Your instructions | Repeat the entries exactly as they appear.

Records for this task |
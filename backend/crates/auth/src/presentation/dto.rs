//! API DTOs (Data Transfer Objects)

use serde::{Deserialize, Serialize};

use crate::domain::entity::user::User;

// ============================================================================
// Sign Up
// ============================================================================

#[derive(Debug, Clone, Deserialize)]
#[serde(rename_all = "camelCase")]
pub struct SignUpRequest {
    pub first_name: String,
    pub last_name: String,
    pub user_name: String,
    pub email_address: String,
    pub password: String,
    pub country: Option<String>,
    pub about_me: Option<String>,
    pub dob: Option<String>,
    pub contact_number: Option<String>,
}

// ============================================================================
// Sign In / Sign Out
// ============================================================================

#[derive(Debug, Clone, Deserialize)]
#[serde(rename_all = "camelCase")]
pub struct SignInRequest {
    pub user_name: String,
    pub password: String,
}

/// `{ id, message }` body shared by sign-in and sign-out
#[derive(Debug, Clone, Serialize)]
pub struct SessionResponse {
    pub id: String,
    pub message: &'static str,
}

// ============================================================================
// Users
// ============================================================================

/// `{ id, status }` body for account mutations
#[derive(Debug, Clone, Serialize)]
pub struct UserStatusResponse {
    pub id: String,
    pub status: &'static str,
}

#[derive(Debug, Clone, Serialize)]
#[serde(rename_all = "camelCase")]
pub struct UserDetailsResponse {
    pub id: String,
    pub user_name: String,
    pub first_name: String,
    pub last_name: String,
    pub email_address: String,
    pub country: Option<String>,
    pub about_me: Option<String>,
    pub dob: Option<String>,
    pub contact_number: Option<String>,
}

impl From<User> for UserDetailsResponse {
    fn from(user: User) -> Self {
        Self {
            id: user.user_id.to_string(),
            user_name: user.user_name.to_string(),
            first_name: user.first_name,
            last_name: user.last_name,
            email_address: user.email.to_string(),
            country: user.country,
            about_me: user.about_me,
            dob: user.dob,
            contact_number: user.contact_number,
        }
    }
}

Solution to the exercise |
filename backend/crates/auth/src/presentation/dto.rs
//! API DTOs (Data Transfer Objects)

use serde::{Deserialize, Serialize};

use crate::domain::entity::user::User;

// ============================================================================
// Sign Up
// ============================================================================

#[derive(Debug, Clone, Deserialize)]
#[serde(rename_all = "camelCase")]
pub struct SignUpRequest {
    pub first_name: String,
    pub last_name: String,
    pub user_name: String,
    pub email_address: String,
    pub password: String,
    pub country: Option<String>,
    pub about_me: Option<String>,
    pub dob: Option<String>,
    pub contact_number: Option<String>,
}

// ============================================================================
// Sign In / Sign Out
// ============================================================================

#[derive(Debug, Clone, Deserialize)]
#[serde(rename_all = "camelCase")]
pub struct SignInRequest {
    pub user_name: String,
    pub password: String,
}

/// `{ id, message }` body shared by sign-in and sign-out
#[derive(Debug, Clone, Serialize)]
pub struct SessionResponse {
    pub id: String,
    pub message: &'static str,
}

// ============================================================================
// Users
// ============================================================================

/// `{ id, status }` body for account mutations
#[derive(Debug, Clone, Serialize)]
pub struct UserStatusResponse {
    pub id: String,
    pub status: &'static str,
}

#[derive(Debug, Clone, Serialize)]
#[serde(rename_all = "camelCase")]
pub struct UserDetailsResponse {
    pub id: String,
    pub user_name: String,
    pub first_name: String,
    pub last_name: String,
    pub email_address: String,
    pub country: Option<String>,
    pub about_me: Option<String>,
    pub dob: Option<String>,
    pub contact_number: Option<String>,
}

impl From<User> for UserDetailsResponse {
    fn from(user: User) -> Self {
        Self {
            id: user.user_id.to_string(),
            user_name: user.user_name.to_string(),
            first_name: user.first_name,
            last_name: user.last_name,
            email_address: user.email.to_string(),
            country: user.country,
            about_me: user.about_me,
            dob: user.dob,
            contact_number: user.contact_number,
        }
    }
}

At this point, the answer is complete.